Tout d’abord, rappelons que les Éditions de l’Atelier, maison d’édition depuis 1929 située à Ivry-sur-Seine, publient notamment le Maitron, Dictionnaire biographique du mouvement ouvrier et du mouvement social, et divers ouvrage d’histoire sociale. "Mai 68 par celles et ceux qui l’ont vécu" est par exemple l’un des derniers en date.

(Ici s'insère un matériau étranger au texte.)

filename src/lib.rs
//! hostvault: an SSH host inventory with a locally encrypted password vault.
//!
//! The library half exposes the vault (`crypto`, `vault`), the merge of
//! SSH config hosts with stored credentials (`hosts`) and the
//! best-effort interaction history (`history`).  The binary in
//! `main.rs` is a thin CLI over it.

pub mod cli;
pub mod config;
pub mod crypto;
pub mod errors;
pub mod history;
pub mod hosts;
pub mod logging;
pub mod vault;
//! The per-host secret record stored inside the vault.
//!
//! Records serialize with PascalCase field names:
//!
//! ```json
//! {"Password": "...", "Hostname": "10.0.0.1", "User": "root", "Port": "22"}
//! ```
//!
//! Older vaults stored a bare password string per host.  Those still
//! deserialize, as a record with only `password` set.

use serde::{Deserialize, Serialize};

/// Secret and optional connection overrides for one host.
#[derive(Debug, Clone, Default, PartialEq, Eq, Serialize, Deserialize)]
#[serde(rename_all = "PascalCase", from = "StoredRecord")]
pub struct CredentialRecord {
    pub password: String,

    /// When non-empty, this record is authoritative for the host's
    /// connection parameters (`hostname`, `user`, `port`).
    pub hostname: String,

    pub user: String,

    pub port: String,
}

impl CredentialRecord {
    /// A record that only carries a password.
    pub fn password_only(password: impl Into<String>) -> Self {
        Self {
            password: password.into(),
            ..Self::default()
        }
    }

    /// A record that carries a password and overrides the endpoint.
    pub fn with_endpoint(
        password: impl Into<String>,
        hostname: impl Into<String>,
        user: impl Into<String>,
        port: impl Into<String>,
    ) -> Self {
        Self {
            password: password.into(),
            hostname: hostname.into(),
            user: user.into(),
            port: port.into(),
        }
    }

    /// Returns `true` if this record overrides connection parameters.
    pub fn overrides_endpoint(&self) -> bool {
        !self.hostname.is_empty()
    }
}

/// Every record shape found in vault files on disk.
#[derive(Deserialize)]
#[serde(untagged)]
enum StoredRecord {
    Bare(String),
    Structured(StructuredRecord),
}

#[derive(Deserialize)]
#[serde(rename_all = "PascalCase")]
struct StructuredRecord {
    #[serde(default)]
    password: String,
    #[serde(default)]
    hostname: String,
    #[serde(default)]
    user: String,
    #[serde(default)]
    port: String,
}

impl From<StoredRecord> for CredentialRecord {
    fn from(stored: StoredRecord) -> Self {
        match stored {
            StoredRecord::Bare(password) => Self::password_only(password),
            StoredRecord::Structured(r) => Self {
                password: r.password,
                hostname: r.hostname,
                user: r.user,
                port: r.port,
            },
        }
    }
}
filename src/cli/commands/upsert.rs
//! `hostvault upsert`: add or update a host's credential.

use crate::cli::output;
use crate::cli::{read_password, validate_host_alias, Paths};
use crate::crypto::load_or_create_master_key;
use crate::errors::{HostVaultError, Result};
use crate::vault::{upsert_credential, CredentialRecord};

/// Arguments of the `upsert` command.
pub struct UpsertArgs<'a> {
    pub host: &'a str,
    pub password: Option<&'a str>,
    pub hostname: Option<&'a str>,
    pub user: &'a str,
    pub port: &'a str,
}

/// Execute the `upsert` command.
pub fn execute(paths: &Paths, args: &UpsertArgs<'_>) -> Result<()> {
    validate_host_alias(args.host)?;

    // Determine the password from the flag, a pipe or a prompt.
    let password = match args.password {
        Some(p) => {
            output::warning("Password provided on command line — it may appear in shell history.");
            zeroize::Zeroizing::new(p.to_string())
        }
        None => read_password(args.host)?,
    };

    let record = match args.hostname.filter(|h| !h.is_empty()) {
        Some(hostname) => {
            CredentialRecord::with_endpoint(password.as_str(), hostname, args.user, args.port)
        }
        None => CredentialRecord::password_only(password.as_str()),
    };

    if record.password.is_empty() && !record.overrides_endpoint() {
        return Err(HostVaultError::CommandFailed(format!(
            "nothing to store for '{}' — give a password or --hostname",
            args.host
        )));
    }

    let (key, created) = load_or_create_master_key(&paths.master_key)?;
    if created {
        output::info(&format!(
            "Master key created at {}",
            paths.master_key.display()
        ));
    }

    upsert_credential(&paths.credentials, args.host, record, &key)?;

    output::success(&format!("Credentials for '{}' updated.", args.host));
    Ok(())
}
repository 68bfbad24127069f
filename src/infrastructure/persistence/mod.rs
//! Record store implementations.
//!
//! - [`MemoryRecordStore`] - Process-local table guarded by an async lock
//!
//! A durable datastore can stand in by implementing
//! [`crate::domain::repositories::RecordStore`] with an atomic insert.

pub mod memory_record_store;

pub use memory_record_store::MemoryRecordStore;
//! # Shortly
//!
//! A small URL shortening service built with Axum.
//!
//! A caller posts a long URL, optionally with an alias, an expiration label
//! and an owner id. The service picks a short code (the alias, or a random
//! token), stores the record and answers with the short URL. Records filed
//! under an owner can be listed later.
//!
//! ## Architecture
//!
//! - **Domain Layer** ([`domain`]) - The URL record and the record store contract
//! - **Application Layer** ([`application`]) - Code allocation and the URL service
//! - **Infrastructure Layer** ([`infrastructure`]) - In-memory record store
//! - **API Layer** ([`api`]) - REST handlers, DTOs and middleware
//!
//! ## Endpoints
//!
//! - `POST /api/shorten` - Create a short URL
//! - `GET  /api/urls/{user_id}` - List an owner's short URLs
//! - `GET  /health` - Health check
//!
//! ## Quick Start
//!
//! ```bash
//! export BASE_URL="http://localhost:8000/"
//! cargo run
//! ```
//!
//! ## Configuration
//!
//! Service configuration is loaded from environment variables via [`config::Config`].
//! See [`config`] module for available options.

pub mod api;
pub mod application;
pub mod domain;
pub mod error;
pub mod infrastructure;
pub mod state;
pub mod utils;

pub mod config;
pub mod server;

pub mod routes;

pub use error::AppError;
pub use state::AppState;

/// Commonly used types for external consumers.
///
/// Re-exports frequently used types to simplify imports for library users
/// and integration tests.
pub mod prelude {
    pub use crate::application::services::{AllocationError, CodeAllocator, UrlService};
    pub use crate::domain::entities::{NewUrl, UrlRecord};
    pub use crate::domain::repositories::RecordStore;
    pub use crate::error::AppError;
    pub use crate::infrastructure::persistence::MemoryRecordStore;
    pub use crate::state::AppState;
}
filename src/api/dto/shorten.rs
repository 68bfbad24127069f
//! DTOs for the link shortening endpoint.

use chrono::{DateTime, Utc};
use serde::{Deserialize, Serialize};
use validator::Validate;

use crate::domain::entities::UrlRecord;

/// Request to shorten a single URL.
///
/// `original_url` is stored as given; only its length is checked. The
/// other fields are opaque text.
#[derive(Debug, Deserialize, Validate)]
pub struct ShortenRequest {
    #[validate(length(min = 1, max = 8192, message = "URL must be 1-8192 characters"))]
    pub original_url: String,

    /// Optional caller-chosen short code.
    pub alias: Option<String>,

    /// Free-form expiration label such as `"30 days"` or `"never"`.
    pub expiration: Option<String>,

    /// Owner the record is filed under for later listing.
    pub user_id: Option<String>,
}

/// Successful shortening result.
#[derive(Debug, Serialize)]
pub struct ShortenResponse {
    pub short_url: String,
    pub original_url: String,
    pub alias: Option<String>,
    pub expiration: String,
    pub created_at: DateTime<Utc>,
    pub short_code: String,
}

impl ShortenResponse {
    pub fn from_record(record: UrlRecord, short_url: String) -> Self {
        Self {
            short_url,
            original_url: record.original_url,
            alias: record.alias,
            expiration: record.expiration,
            created_at: record.created_at,
            short_code: record.short_code,
        }
    }
}
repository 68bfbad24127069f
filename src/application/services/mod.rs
//! Business logic services for the application layer.

pub mod code_allocator;
pub mod url_service;

pub use code_allocator::{AllocationError, CodeAllocator};
pub use url_service::UrlService;
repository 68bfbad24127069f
//! Core domain entities.
//!
//! - [`UrlRecord`] - A stored short code to URL mapping
//! - [`NewUrl`] - Caller input for creating a record, before a code is chosen

pub mod url_record;

pub use url_record::{NewUrl, UrlRecord};
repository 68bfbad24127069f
//! Shared application state injected into handlers.

use std::sync::Arc;

use crate::application::services::UrlService;

#[derive(Clone)]
pub struct AppState {
    pub url_service: Arc<UrlService>,
}

impl AppState {
    pub fn new(url_service: Arc<UrlService>) -> Self {
        Self { url_service }
    }
}
//! Application layer services implementing business logic.
//!
//! Services consume the storage traits of the domain layer and expose a
//! small API to HTTP handlers.
//!
//! # Available Services
//!
//! - [`services::code_allocator::CodeAllocator`] - Alias vs. random short code policy
//! - [`services::url_service::UrlService`] - Short URL creation and owner listing

pub mod services;
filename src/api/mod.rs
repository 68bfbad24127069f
//! REST API layer for HTTP request/response handling.
//!
//! This layer translates HTTP requests into service calls and formats
//! responses according to API contracts.
//!
//! # Modules
//!
//! - [`dto`] - Data Transfer Objects for request/response serialization
//! - [`handlers`] - HTTP request handlers
//! - [`middleware`] - CORS and request tracing
//! - [`routes`] - Route configuration

pub mod dto;
pub mod handlers;
pub mod middleware;
pub mod routes;
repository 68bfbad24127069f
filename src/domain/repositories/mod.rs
//! Storage trait definitions for the domain layer.
//!
//! Traits define the contract for data operations. Implementations live in
//! `crate::infrastructure::persistence`; mocks are generated via `mockall`.

pub mod record_store;

pub use record_store::RecordStore;

#[cfg(test)]
pub use record_store::MockRecordStore;
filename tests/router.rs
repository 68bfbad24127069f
use axum::body::{Body, to_bytes};
use axum::http::{Request, StatusCode};
use serde_json::{Value, json};
use shortly::config::Config;
use shortly::infrastructure::persistence::MemoryRecordStore;
use shortly::routes::app_router;
use shortly::server::build_state;
use std::sync::Arc;
use tower::ServiceExt;

fn config() -> Config {
    Config {
        listen_addr: "127.0.0.1:0".to_string(),
        base_url: "https://sho.rt/".to_string(),
        log_level: "info".to_string(),
        log_format: "text".to_string(),
        default_expiration: "7 days".to_string(),
        code_length: 12,
        code_max_attempts: 5,
        cors_allowed_origins: vec!["*".to_string()],
    }
}

fn app() -> tower_http::normalize_path::NormalizePath<axum::Router> {
    let config = config();
    let state = build_state(&config, Arc::new(MemoryRecordStore::new()));
    app_router(state, &config.cors_allowed_origins)
}

async fn send(request: Request<Body>) -> (StatusCode, Value) {
    let response = app().oneshot(request).await.unwrap();
    let status = response.status();
    let bytes = to_bytes(response.into_body(), usize::MAX).await.unwrap();
    let body = serde_json::from_slice(&bytes).unwrap_or(Value::Null);
    (status, body)
}

fn get(uri: &str) -> Request<Body> {
    Request::builder().uri(uri).body(Body::empty()).unwrap()
}

#[tokio::test]
async fn test_full_router_uses_configuration() {
    let request = Request::builder()
        .method("POST")
        .uri("/api/shorten")
        .header("content-type", "application/json")
        .body(Body::from(
            json!({ "original_url": "https://example.com", "user_id": "u1" }).to_string(),
        ))
        .unwrap();

    let (status, json) = send(request).await;

    assert_eq!(status, StatusCode::OK);
    let code = json["short_code"].as_str().unwrap();
    assert_eq!(code.len(), 12);
    assert_eq!(json["short_url"], format!("https://sho.rt/{code}"));
    assert_eq!(json["expiration"], "7 days");
}

#[tokio::test]
async fn test_trailing_slash_is_trimmed() {
    let (status, json) = send(get("/api/urls/u1/")).await;
    assert_eq!(status, StatusCode::OK);
    assert_eq!(json, json!([]));

    let (status, _) = send(get("/health/")).await;
    assert_eq!(status, StatusCode::OK);
}

#[tokio::test]
async fn test_unknown_route_is_json_not_found() {
    let (status, json) = send(get("/r/abc123")).await;

    assert_eq!(status, StatusCode::NOT_FOUND);
    assert_eq!(json["error"]["code"], "not_found");
}

#[tokio::test]
async fn test_cors_headers_present() {
    let request = Request::builder()
        .uri("/health")
        .header("origin", "https://app.example.com")
        .body(Body::empty())
        .unwrap();

    let response = app().oneshot(request).await.unwrap();

    let allow_origin = response.headers().get("access-control-allow-origin").unwrap();
    assert_eq!(allow_origin.to_str().unwrap(), "*");
}
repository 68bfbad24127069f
//! Body of `GET /health`.

use serde::Serialize;

/// Overall service state, `healthy` only when every check passed.
#[derive(Debug, Clone, Copy, PartialEq, Eq, Serialize)]
#[serde(rename_all = "lowercase")]
pub enum ServiceStatus {
    Healthy,
    Degraded,
}

/// Result of probing one dependency.
#[derive(Debug, Clone, Copy, PartialEq, Eq, Serialize)]
#[serde(rename_all = "lowercase")]
pub enum CheckOutcome {
    Ok,
    Error,
}

#[derive(Debug, Serialize)]
pub struct CheckStatus {
    pub status: CheckOutcome,

    #[serde(skip_serializing_if = "Option::is_none")]
    pub message: Option<String>,
}

impl CheckStatus {
    pub fn ok(message: impl Into<String>) -> Self {
        Self {
            status: CheckOutcome::Ok,
            message: Some(message.into()),
        }
    }

    pub fn error(message: impl Into<String>) -> Self {
        Self {
            status: CheckOutcome::Error,
            message: Some(message.into()),
        }
    }
}

#[derive(Debug, Serialize)]
pub struct HealthChecks {
    pub record_store: CheckStatus,
}

impl HealthChecks {
    fn all_ok(&self) -> bool {
        self.record_store.status == CheckOutcome::Ok
    }
}

#[derive(Debug, Serialize)]
pub struct HealthResponse {
    pub status: ServiceStatus,
    pub version: &'static str,
    pub checks: HealthChecks,
}

impl HealthResponse {
    /// Derives the overall status from `checks`.
    pub fn from_checks(checks: HealthChecks) -> Self {
        let status = if checks.all_ok() {
            ServiceStatus::Healthy
        } else {
            ServiceStatus::Degraded
        };

        Self {
            status,
            version: env!("CARGO_PKG_VERSION"),
            checks,
        }
    }

    pub fn is_healthy(&self) -> bool {
        self.status == ServiceStatus::Healthy
    }
}
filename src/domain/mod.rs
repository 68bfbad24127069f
//! Domain layer containing business entities and storage contracts.
//!
//! - [`entities`] - Core business data structures
//! - [`repositories`] - Data access trait definitions
//!
//! The domain layer has no dependencies on infrastructure or presentation
//! layers. Allocation and orchestration live in
//! [`crate::application::services`].

pub mod entities;
pub mod repositories;
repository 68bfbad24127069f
//! Application configuration loaded from environment variables.
//!
//! Configuration is loaded once at startup and validated before the server starts.
//!
//! ```bash
//! export LISTEN="0.0.0.0:8000"
//! export BASE_URL="https://sho.rt/"
//! export CODE_LENGTH="8"
//! ```
//!
//! ## Optional Variables
//!
//! - `LISTEN` - Bind address (default: `0.0.0.0:8000`)
//! - `BASE_URL` - Prefix of every short URL (default: `http://localhost:8000/`)
//! - `RUST_LOG` - Log level (default: `info`)
//! - `LOG_FORMAT` - Log format: `text` or `json` (default: `text`)
//! - `DEFAULT_EXPIRATION` - Expiration label used when a request has none (default: `30 days`)
//! - `CODE_LENGTH` - Length of generated short codes (default: 8, range: 6-32)
//! - `CODE_MAX_ATTEMPTS` - Random draws before giving up on a free code (default: 5, range: 1-100)
//! - `CORS_ALLOWED_ORIGINS` - `*` or a comma-separated origin list (default: `*`)

use anyhow::{Context, Result};
use std::env;
use url::Url;

/// Service configuration loaded from environment variables.
#[derive(Debug, Clone)]
pub struct Config {
    pub listen_addr: String,
    /// Always ends with `/` once loaded, so a short URL is `base_url + code`.
    pub base_url: String,
    pub log_level: String,
    pub log_format: String,
    pub default_expiration: String,
    pub code_length: usize,
    pub code_max_attempts: usize,
    pub cors_allowed_origins: Vec<String>,
}

impl Config {
    /// Loads configuration from environment variables.
    ///
    /// # Errors
    ///
    /// Returns an error if a numeric variable is set but not a number.
    pub fn from_env() -> Result<Self> {
        let listen_addr = env::var("LISTEN").unwrap_or_else(|_| "0.0.0.0:8000".to_string());
        let base_url = with_trailing_slash(
            env::var("BASE_URL").unwrap_or_else(|_| "http://localhost:8000/".to_string()),
        );
        let log_level = env::var("RUST_LOG").unwrap_or_else(|_| "info".to_string());
        let log_format = env::var("LOG_FORMAT").unwrap_or_else(|_| "text".to_string());
        let default_expiration =
            env::var("DEFAULT_EXPIRATION").unwrap_or_else(|_| "30 days".to_string());

        let code_length = parse_var("CODE_LENGTH", 8)?;
        let code_max_attempts = parse_var("CODE_MAX_ATTEMPTS", 5)?;

        let cors_allowed_origins = env::var("CORS_ALLOWED_ORIGINS")
            .map(|v| parse_origins(&v))
            .unwrap_or_else(|_| vec!["*".to_string()]);

        Ok(Self {
            listen_addr,
            base_url,
            log_level,
            log_format,
            default_expiration,
            code_length,
            code_max_attempts,
            cors_allowed_origins,
        })
    }

    /// Validates the configuration.
    ///
    /// # Errors
    ///
    /// Returns an error if:
    /// - `listen_addr` is not `host:port`
    /// - `base_url` is not an absolute HTTP(S) URL
    /// - `log_format` is not `text` or `json`
    /// - `default_expiration` is blank
    /// - `code_length` is outside 6-32 or `code_max_attempts` outside 1-100
    pub fn validate(&self) -> Result<()> {
        if !self.listen_addr.contains(':') {
            anyhow::bail!(
                "LISTEN must be in format 'host:port', got '{}'",
                self.listen_addr
            );
        }

        let base = Url::parse(&self.base_url)
            .with_context(|| format!("BASE_URL is not a valid URL: '{}'", self.base_url))?;
        if base.scheme() != "http" && base.scheme() != "https" {
            anyhow::bail!(
                "BASE_URL must start with 'http://' or 'https://', got '{}'",
                self.base_url
            );
        }

        if self.log_format != "text" && self.log_format != "json" {
            anyhow::bail!(
                "LOG_FORMAT must be 'text' or 'json', got '{}'",
                self.log_format
            );
        }

        if self.default_expiration.trim().is_empty() {
            anyhow::bail!("DEFAULT_EXPIRATION must not be empty");
        }

        if !(6..=32).contains(&self.code_length) {
            anyhow::bail!(
                "CODE_LENGTH must be between 6 and 32, got {}",
                self.code_length
            );
        }

        if !(1..=100).contains(&self.code_max_attempts) {
            anyhow::bail!(
                "CODE_MAX_ATTEMPTS must be between 1 and 100, got {}",
                self.code_max_attempts
            );
        }

        Ok(())
    }

    /// Prints configuration summary.
    pub fn print_summary(&self) {
        tracing::info!("Configuration loaded:");
        tracing::info!("  Listen address: {}", self.listen_addr);
        tracing::info!("  Base URL: {}", self.base_url);
        tracing::info!("  Log level: {}", self.log_level);
        tracing::info!("  Log format: {}", self.log_format);
        tracing::info!("  Default expiration: {}", self.default_expiration);
        tracing::info!(
            "  Short codes: {} chars, {} attempts",
            self.code_length,
            self.code_max_attempts
        );
        tracing::info!("  CORS origins: {}", self.cors_allowed_origins.join(", "));
    }
}

/// Reads a numeric variable, falling back to `default` when unset.
fn parse_var<T>(name: &str, default: T) -> Result<T>
where
    T: std::str::FromStr,
    T::Err: std::error::Error + Send + Sync + 'static,
{
    match env::var(name) {
        Ok(raw) => raw
            .trim()
            .parse()
            .with_context(|| format!("{name} must be a number, got '{raw}'")),
        Err(_) => Ok(default),
    }
}

fn with_trailing_slash(mut url: String) -> String {
    if !url.ends_with('/') {
        url.push('/');
    }
    url
}

fn parse_origins(raw: &str) -> Vec<String> {
    raw.split(',')
        .map(str::trim)
        .filter(|o| !o.is_empty())
        .map(str::to_string)
        .collect()
}

/// Loads and validates configuration from environment variables.
///
/// # Errors
///
/// Returns an error if a variable is malformed or validation fails.
///
/// # Note
///
/// This function expects environment variables to be already loaded
/// (e.g., via `dotenvy::dotenv()` in `main.rs`).
pub fn load_from_env() -> Result<Config> {
    let config = Config::from_env()?;
    config.validate()?;
    Ok(config)
}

"L’Ecran Rouge - Syndicalisme et cinéma de Gabin à Belmondo" revient sur les nombreux combats syndicaux menés des années trente aux années soixante qui ont permis un cadre favorable à l’émergence d’un des premiers cinémas au monde et le rayonnement du cinéma français. L’ouvrage, coordonné par Tangui Perron, chargé du patrimoine à l’association Périphérie située en Seine-Saint-Denis, revient en textes et en images sur ces divers engagements et l’enfance méconnue du cinéma français.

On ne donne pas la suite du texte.